The snpe-onnx-to-dlc tool converts the ppq export onnx model to an equivalent DLC representation.

snpe-onnx-to-dlc -i ppq_export_fp32.onnx -o fp32.dlc

Generate 8 or 16 bit TensorFlow style fixed point weight and activations encodings for a floating point SNPE model. The snpe-dlc-quantize tool converts non-quantized DLC models into quantized DLC models.

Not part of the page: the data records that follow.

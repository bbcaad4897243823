//! Message id allocation

use std::sync::atomic::{AtomicI64, Ordering};

use super::GENERIC_ID;

/// Source of envelope ids
pub trait IdGenerator: Send + Sync {
    /// Return an id never handed out before by this generator
    fn next_id(&self) -> i64;
}

/// Monotonic counter safe to share between threads
#[derive(Debug)]
pub struct AtomicIdGenerator {
    next: AtomicI64,
}

impl AtomicIdGenerator {
    /// Counter starting at 1, right after the generic id
    pub const fn new() -> Self {
        Self::starting_at(GENERIC_ID + 1)
    }

    pub const fn starting_at(first: i64) -> Self {
        Self {
            next: AtomicI64::new(first),
        }
    }
}

impl Default for AtomicIdGenerator {
    fn default() -> Self {
        Self::new()
    }
}

impl IdGenerator for AtomicIdGenerator {
    fn next_id(&self) -> i64 {
        // Skip the generic id should the counter ever wrap around.
        loop {
            let id = self.next.fetch_add(1, Ordering::Relaxed);
            if id != GENERIC_ID {
                return id;
            }
        }
    }
}

/// Process-wide id counter used by [`super::CommMessage::create_request`]
pub static GLOBAL_IDS: AtomicIdGenerator = AtomicIdGenerator::new();

/// Allocate an id from the process-wide counter
pub fn next_message_id() -> i64 {
    GLOBAL_IDS.next_id()
}

/// Handle on [`GLOBAL_IDS`] for places that take an `Arc<dyn IdGenerator>`
#[derive(Debug, Clone, Copy, Default)]
pub struct GlobalIdGenerator;

impl IdGenerator for GlobalIdGenerator {
    fn next_id(&self) -> i64 {
        GLOBAL_IDS.next_id()
    }
}

#[cfg(test)]
mod tests {
    use super::*;
    use std::collections::HashSet;
    use std::sync::Arc;

    #[test]
    fn test_starts_after_generic_id() {
        let ids = AtomicIdGenerator::new();
        assert_eq!(ids.next_id(), 1);
        assert_eq!(ids.next_id(), 2);
    }

    #[test]
    fn test_skips_generic_id() {
        let ids = AtomicIdGenerator::starting_at(-1);
        assert_eq!(ids.next_id(), -1);
        assert_eq!(ids.next_id(), 1);
    }

    #[test]
    fn test_concurrent_allocation_is_unique() {
        let ids = Arc::new(AtomicIdGenerator::new());
        let handles: Vec<_> = (0..8)
            .map(|_| {
                let ids = Arc::clone(&ids);
                std::thread::spawn(move || (0..1000).map(|_| ids.next_id()).collect::<Vec<_>>())
            })
            .collect();

        let mut seen = HashSet::new();
        for handle in handles {
            for id in handle.join().unwrap() {
                assert!(seen.insert(id), "duplicate id {id}");
            }
        }
        assert_eq!(seen.len(), 8000);
    }
}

snpe-dlc-quantize --input_dlc fp32.dlc --input_list path_to_binary_calidata --output_dlc quant.dlc

Finally, write the PPQ quantization parameters to quant.dlc. We have fully tested the script in snpe version 1.43. In recent SNPE releases, if the option –quantization_overrides is provided during model conversion the user can provide a json file with parameters to use for quantization. These will be cached along with the model and can be used to override any quantization data carried from conversion (eg TF fake quantization) or calculated during the normal quantization process in snpe-dlc-quantize.

python3 write_qparams_to_snpe_dlc.py --input_dlc_model quant.dlc --qparam quant.json

Run Inference

Model inference using mobile dsp. The inputs must be presented as a tensor of shape (batch x height x width x channel)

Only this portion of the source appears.